▸ WHAT IS REQUIRED: Among the records below, find the lines with the word "bool" and copy them.

▸ SOURCE INFORMATION:

// ⚖️ Balance Calculator - pure fold over the expense record sequence
//
// Positive balance: roommate owes you. Negative: you owe the roommate.
// Zero: settled. No caching; recomputed from scratch on every render pass,
// which is fine at session scale.

use crate::expense::{fmt_inr, ExpenseStore, Payer};

/// Net balance between the two parties.
///
/// For each record: if you paid, the roommate's share is owed to you; if
/// the roommate paid, your share is owed to them. A plain sum, so the
/// result is independent of record order.
pub fn net_balance(store: &ExpenseStore) -> f64 {
    store.iter().fold(0.0, |balance, expense| match expense.paid_by {
        Payer::You => balance + expense.their_share,
        Payer::Roommate => balance - expense.your_share,
    })
}

// ============================================================================
// BALANCE STATUS
// ============================================================================

/// Three-way view of a balance for the payments page.
#[derive(Debug, Clone, Copy, PartialEq)]
pub enum BalanceStatus {
    /// balance > 0 - carries the absolute amount owed
    RoommateOwesYou(f64),
    /// balance < 0 - carries the absolute amount owed
    YouOweRoommate(f64),
    Settled,
}

impl BalanceStatus {
    pub fn from_balance(balance: f64) -> Self {
        if balance > 0.0 {
            BalanceStatus::RoommateOwesYou(balance)
        } else if balance < 0.0 {
            BalanceStatus::YouOweRoommate(-balance)
        } else {
            BalanceStatus::Settled
        }
    }

    /// Absolute amount shown in the balance overview.
    pub fn amount(&self) -> f64 {
        match self {
            BalanceStatus::RoommateOwesYou(a) | BalanceStatus::YouOweRoommate(a) => *a,
            BalanceStatus::Settled => 0.0,
        }
    }

    /// Status line, e.g. "CLOUD_7097 owes you ₹50.00".
    pub fn summary(&self, roommate: &str) -> String {
        match self {
            BalanceStatus::RoommateOwesYou(a) => {
                format!("{} owes you {}", roommate, fmt_inr(*a))
            }
            BalanceStatus::YouOweRoommate(a) => {
                format!("You owe {} {}", roommate, fmt_inr(*a))
            }
            BalanceStatus::Settled => "All settled up! 🎉".to_string(),
        }
    }

    /// Settlement action offered for this state; settled has none.
    pub fn action(&self) -> Option<&'static str> {
        match self {
            BalanceStatus::RoommateOwesYou(_) => Some("Request Payment"),
            BalanceStatus::YouOweRoommate(_) => Some("Pay Now"),
            BalanceStatus::Settled => None,
        }
    }
}

// ============================================================================
// TESTS
// ============================================================================

#[cfg(test)]
mod tests {
    use super::*;
    use crate::expense::{Category, Expense};

    fn expense(amount: f64, paid_by: Payer) -> Expense {
        Expense::new(amount, "test".to_string(), Category::Other, None, paid_by)
    }

    #[test]
    fn test_empty_store_is_settled() {
        let store = ExpenseStore::new();
        assert_eq!(net_balance(&store), 0.0);
        assert_eq!(BalanceStatus::from_balance(0.0), BalanceStatus::Settled);
    }

    #[test]
    fn test_you_paying_accrues_their_shares() {
        let mut store = ExpenseStore::new();
        let amounts = [100.0, 42.5, 7.0];
        for amount in amounts {
            store.add(expense(amount, Payer::You));
        }

        let expected: f64 = store.iter().map(|e| e.their_share).sum();
        assert!((net_balance(&store) - expected).abs() <= 1e-9);
        assert!((net_balance(&store) - amounts.iter().sum::<f64>() / 2.0).abs() <= 1e-9);
    }

    #[test]
    fn test_roommate_paying_accrues_negative_your_shares() {
        let mut store = ExpenseStore::new();
        for amount in [60.0, 40.0] {
            store.add(expense(amount, Payer::Roommate));
        }

        let expected: f64 = -store.iter().map(|e| e.your_share).sum::<f64>();
        assert!((net_balance(&store) - expected).abs() <= 1e-9);
        assert!((net_balance(&store) + 50.0).abs() <= 1e-9);
    }

    #[test]
    fn test_balance_zero_iff_equal_totals() {
        let mut store = ExpenseStore::new();
        store.add(expense(80.0, Payer::You));
        store.add(expense(30.0, Payer::Roommate));
        store.add(expense(50.0, Payer::Roommate));
        // You paid 80, roommate paid 80
        assert!(net_balance(&store).abs() <= 1e-9);

        store.add(expense(0.02, Payer::You));
        assert!(net_balance(&store).abs() > 1e-9);
    }

    #[test]
    fn test_balance_is_order_insensitive() {
        let a = expense(123.45, Payer::You);
        let b = expense(67.8, Payer::Roommate);
        let c = expense(9.99, Payer::You);

        let mut forward = ExpenseStore::new();
        let mut reverse = ExpenseStore::new();
        for e in [&a, &b, &c] {
            forward.add(e.clone());
        }
        for e in [&c, &b, &a] {
            reverse.add(e.clone());
        }

        assert!((net_balance(&forward) - net_balance(&reverse)).abs() <= 1e-9);
    }

    #[test]
    fn test_worked_example_from_product() {
        // 100 Rent paid by you -> +50.00
        let mut store = ExpenseStore::new();
        store.add(Expense::new(
            100.0,
            "Rent".to_string(),
            Category::Rent,
            None,
            Payer::You,
        ));
        assert!((net_balance(&store) - 50.0).abs() <= 1e-9);

        // then 200 and 50 paid by you -> 50 + 100 + 25
        store.add(expense(200.0, Payer::You));
        store.add(expense(50.0, Payer::You));
        assert!((net_balance(&store) - 175.0).abs() <= 1e-9);
    }

    #[test]
    fn test_two_records_paid_by_you() {
        let mut store = ExpenseStore::new();
        store.add(expense(200.0, Payer::You));
        store.add(expense(50.0, Payer::You));
        assert!((net_balance(&store) - 125.0).abs() <= 1e-9);
    }

    #[test]
    fn test_status_labels_and_actions() {
        let owed = BalanceStatus::from_balance(50.0);
        assert_eq!(owed, BalanceStatus::RoommateOwesYou(50.0));
        assert_eq!(owed.summary("CLOUD_7097"), "CLOUD_7097 owes you ₹50.00");
        assert_eq!(owed.action(), Some("Request Payment"));

        let owing = BalanceStatus::from_balance(-12.5);
        assert_eq!(owing, BalanceStatus::YouOweRoommate(12.5));
        assert_eq!(owing.amount(), 12.5);
        assert_eq!(owing.summary("CLOUD_7097"), "You owe CLOUD_7097 ₹12.50");
        assert_eq!(owing.action(), Some("Pay Now"));

        let settled = BalanceStatus::from_balance(0.0);
        assert_eq!(settled.summary("CLOUD_7097"), "All settled up! 🎉");
        assert_eq!(settled.action(), None);
        assert_eq!(settled.amount(), 0.0);
    }
}
// 💳 Payment Presentation - simulated settlement + ephemeral QR previews
//
// Two independent image slots, one per party. Attaching reads the file
// into memory for the session only; nothing is stored anywhere and a
// failed attach (missing file, unreadable, non-image) leaves the slot
// unchanged with no error state. None of this touches the expense store
// or the balance.

use std::path::Path;

use crate::balance::BalanceStatus;
use crate::expense::{fmt_inr, Payer};

/// Accepted image extensions, lowercase. Mirrors browser-native
/// `accept="image/*"` filtering; content is never inspected.
const IMAGE_EXTENSIONS: [&str; 7] = ["png", "jpg", "jpeg", "gif", "bmp", "webp", "svg"];

/// In-memory image preview: the file name shown next to the uploaded
/// checkmark, plus the raw bytes held for the session.
#[derive(Debug, Clone, PartialEq)]
pub struct QrPreview {
    pub file_name: String,
    pub bytes: Vec<u8>,
}

/// One party's QR-code slot.
#[derive(Debug, Clone)]
pub struct QrSlot {
    pub owner: Payer,
    pub preview: Option<QrPreview>,
}

impl QrSlot {
    pub fn new(owner: Payer) -> Self {
        QrSlot {
            owner,
            preview: None,
        }
    }

    /// Read an image file into this slot, replacing any previous preview.
    /// Returns whether the slot was updated; any failure is a no-op.
    pub fn attach(&mut self, path: &Path) -> bool {
        if !is_image_path(path) {
            return false;
        }

        let file_name = match path.file_name().and_then(|n| n.to_str()) {
            Some(name) => name.to_string(),
            None => return false,
        };

        match std::fs::read(path) {
            Ok(bytes) => {
                self.preview = Some(QrPreview { file_name, bytes });
                true
            }
            Err(_) => false,
        }
    }

    pub fn has_preview(&self) -> bool {
        self.preview.is_some()
    }

    /// Toast shown after a successful attach.
    pub fn uploaded_toast(&self) -> String {
        let whose = match self.owner {
            Payer::You => "Your",
            Payer::Roommate => "Roommate's",
        };
        format!(
            "QR Code uploaded successfully! {} payment QR code has been saved.",
            whose
        )
    }
}

fn is_image_path(path: &Path) -> bool {
    path.extension()
        .and_then(|e| e.to_str())
        .map(|e| IMAGE_EXTENSIONS.contains(&e.to_lowercase().as_str()))
        .unwrap_or(false)
}

// ============================================================================
// SIMULATED SETTLEMENT ACTIONS
// ============================================================================

/// Acknowledgement for the balance-overview action button. No payment
/// happens; the message is the whole effect.
pub fn settlement_toast(status: &BalanceStatus, roommate: &str) -> Option<String> {
    match status {
        BalanceStatus::RoommateOwesYou(amount) => Some(format!(
            "Payment Request Sent! 📨 Request for {} has been sent to {}.",
            fmt_inr(*amount),
            roommate
        )),
        BalanceStatus::YouOweRoommate(amount) => Some(format!(
            "Payment Reminder: you need to pay {} to {}.",
            fmt_inr(*amount),
            roommate
        )),
        BalanceStatus::Settled => None,
    }
}

/// Acknowledgement for the "open payment app" shortcut under an uploaded QR.
pub fn open_app_toast(owner: Payer, roommate: &str) -> String {
    match owner {
        Payer::You => "Redirecting to Payment App 🔗 Opening your payment app.".to_string(),
        Payer::Roommate => format!("Opening Payment App... redirecting to {}'s payment method.", roommate),
    }
}

// ============================================================================
// TESTS
// ============================================================================

#[cfg(test)]
mod tests {
    use super::*;
    use crate::balance::net_balance;
    use crate::expense::{Category, Expense, ExpenseStore, ROOMMATE_ID};
    use std::io::Write;

    #[test]
    fn test_attach_reads_image_file() {
        let dir = tempfile::tempdir().unwrap();
        let path = dir.path().join("upi-qr.PNG");
        let mut f = std::fs::File::create(&path).unwrap();
        f.write_all(b"\x89PNG fake image bytes").unwrap();

        let mut slot = QrSlot::new(Payer::You);
        assert!(slot.attach(&path));
        assert!(slot.has_preview());

        let preview = slot.preview.as_ref().unwrap();
        assert_eq!(preview.file_name, "upi-qr.PNG");
        assert_eq!(preview.bytes, b"\x89PNG fake image bytes");
    }

    #[test]
    fn test_attach_rejects_non_image_extension() {
        let dir = tempfile::tempdir().unwrap();
        let path = dir.path().join("notes.txt");
        std::fs::write(&path, "not an image").unwrap();

        let mut slot = QrSlot::new(Payer::Roommate);
        assert!(!slot.attach(&path));
        assert!(!slot.has_preview());
    }

    #[test]
    fn test_attach_missing_file_leaves_slot_unchanged() {
        let dir = tempfile::tempdir().unwrap();
        let existing = dir.path().join("first.png");
        std::fs::write(&existing, "first").unwrap();

        let mut slot = QrSlot::new(Payer::You);
        slot.attach(&existing);

        let missing = dir.path().join("does-not-exist.png");
        assert!(!slot.attach(&missing));
        assert_eq!(slot.preview.as_ref().unwrap().file_name, "first.png");
    }

    #[test]
    fn test_attach_does_not_touch_store_or_balance() {
        let mut store = ExpenseStore::new();
        store.add(Expense::new(
            100.0,
            "Rent".to_string(),
            Category::Rent,
            None,
            Payer::You,
        ));
        let before = net_balance(&store);
        let len_before = store.len();

        let dir = tempfile::tempdir().unwrap();
        let path = dir.path().join("qr.jpeg");
        std::fs::write(&path, "bytes").unwrap();

        let mut slot = QrSlot::new(Payer::You);
        assert!(slot.attach(&path));

        assert_eq!(store.len(), len_before);
        assert!((net_balance(&store) - before).abs() <= 1e-9);
    }

    #[test]
    fn test_slots_are_independent() {
        let dir = tempfile::tempdir().unwrap();
        let yours = dir.path().join("yours.png");
        std::fs::write(&yours, "y").unwrap();

        let mut your_slot = QrSlot::new(Payer::You);
        let roommate_slot = QrSlot::new(Payer::Roommate);

        your_slot.attach(&yours);
        assert!(your_slot.has_preview());
        assert!(!roommate_slot.has_preview());
    }

    #[test]
    fn test_uploaded_toast_names_the_party() {
        assert!(QrSlot::new(Payer::You).uploaded_toast().starts_with("QR Code uploaded"));
        assert!(QrSlot::new(Payer::Roommate)
            .uploaded_toast()
            .contains("Roommate's"));
    }

    #[test]
    fn test_settlement_toasts() {
        let owed = BalanceStatus::RoommateOwesYou(50.0);
        let msg = settlement_toast(&owed, ROOMMATE_ID).unwrap();
        assert!(msg.contains("₹50.00"));
        assert!(msg.contains(ROOMMATE_ID));

        let owing = BalanceStatus::YouOweRoommate(12.5);
        let msg = settlement_toast(&owing, ROOMMATE_ID).unwrap();
        assert!(msg.contains("₹12.50"));

        assert_eq!(settlement_toast(&BalanceStatus::Settled, ROOMMATE_ID), None);
    }
}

▸ SOLVED PROBLEM:
    pub fn attach(&mut self, path: &Path) -> bool {
    pub fn has_preview(&self) -> bool {
fn is_image_path(path: &Path) -> bool {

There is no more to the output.